School discipline policies, neighborhood safety and portrayal in the media are among the issues up for discussion during the second annual Boys and Men of Color Summit, set for Friday, July 12, in Sac State’s University Union Ballroom.
More than 150 African American, Asian and Hispanic males between the ages of 14 and 20 are expected to attend the free event, which was organized by a group of students to address low achievement among boys and men of color and to inspire them to improve their health, safety and educational outcomes.
“The Boys and Men of Color conference will provide young Latino and African American males with the opportunity to engage in dialogue about issues and concerns impacting them and their abilities to pursue academic and career goals,” says Dr. Vanessa Sheared, dean of Sacramento State’s College of Education.
The College of Education is hosting the summit. This year’s theme is “Becoming Men of Change.”
“We will introduce them to BMOC statistics and work to make them leaders in their schools and communities,” says Sac State student Luis Guerrero, a summit organizer and fourth-year ethnic studies major. “We honestly hope to change them.”
Summit attendees can choose to sit in on any of six scheduled workshops. One workshop will address the consequences of “willful defiance.”
“If a teacher tells you to take off your hat and you don’t, you’re suspended,” Guerrero says. “There should be alternatives, maybe counseling or other punishment that doesn’t push you out of school. This workshop is about knowing your rights.”

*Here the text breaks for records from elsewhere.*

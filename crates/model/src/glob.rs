use globset::{GlobBuilder, GlobMatcher, GlobSet, GlobSetBuilder};

use crate::error::{ModelError, Result};

/// Compile one ownership glob. `*` never crosses a `/` boundary; `**` does.
pub fn compile_glob(pattern: &str) -> Result<GlobMatcher> {
    let glob = GlobBuilder::new(pattern)
        .literal_separator(true)
        .build()
        .map_err(|source| ModelError::Glob {
            pattern: pattern.to_string(),
            source,
        })?;
    Ok(glob.compile_matcher())
}

/// Compile a set of globs into a single matcher, for membership tests like
/// `unowned_globs` exemptions.
pub fn compile_glob_set(patterns: &[String]) -> Result<GlobSet> {
    let mut builder = GlobSetBuilder::new();
    for pattern in patterns {
        let glob = GlobBuilder::new(pattern)
            .literal_separator(true)
            .build()
            .map_err(|source| ModelError::Glob {
                pattern: pattern.clone(),
                source,
            })?;
        builder.add(glob);
    }
    builder.build().map_err(|source| ModelError::Glob {
        pattern: patterns.join(", "),
        source,
    })
}

#[cfg(test)]
mod tests {
    use super::*;

    #[test]
    fn star_does_not_cross_directories() {
        let matcher = compile_glob("config/teams/*.yml").unwrap();
        assert!(matcher.is_match("config/teams/bar.yml"));
        assert!(!matcher.is_match("config/teams/nested/bar.yml"));
    }

    #[test]
    fn double_star_is_recursive() {
        let matcher = compile_glob("app/services/bar_stuff/**").unwrap();
        assert!(matcher.is_match("app/services/bar_stuff/deep/file.rb"));
        assert!(!matcher.is_match("app/services/other/file.rb"));
    }

    #[test]
    fn set_matches_any_member() {
        let set = compile_glob_set(&[
            "vendor/**/**".to_string(),
            "frontend/**/__generated__/**/*".to_string(),
        ])
        .unwrap();
        assert!(set.is_match("vendor/bundle/gem/file.rb"));
        assert!(set.is_match("frontend/packages/flags/__generated__/Flag.ts"));
        assert!(!set.is_match("app/models/user.rb"));
    }

    #[test]
    fn invalid_pattern_reports_the_pattern() {
        let err = compile_glob("a{b").unwrap_err();
        assert!(err.to_string().contains("a{b"));
    }
}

“A disproportionally high number of suspensions are black and brown students,” says José Cintrón, Sac State education professor and BMOC mentor, who notes that more than 700,000 California students were suspended last year.
Earlier this year, Sacramento Assemblyman Roger Dickinson introduced Assembly Bill 420, which seeks to curb the excessive use of willful defiance as a reason to suspend and expel students, noting that those students are five times more likely to drop out of school and 11 times more likely to turn to crime.
New to this year’s BMOC Summit is a second-day event for attendees and their loved ones: Saturday’s Family Day at the Teichert Branch of the Boys and Girls Club in South Sacramento.
The BMOC Summit is presented in partnership with California Endowment, Sacramento Building Healthy Communities, Sacramento Unified School District, Center for Fathers and Families, Root Causes, La Familia Counseling Center, Always Knocking Inc., Sacramento Urban League, Black Parallel School Board, Boys and Girls Club and LRG Outreach.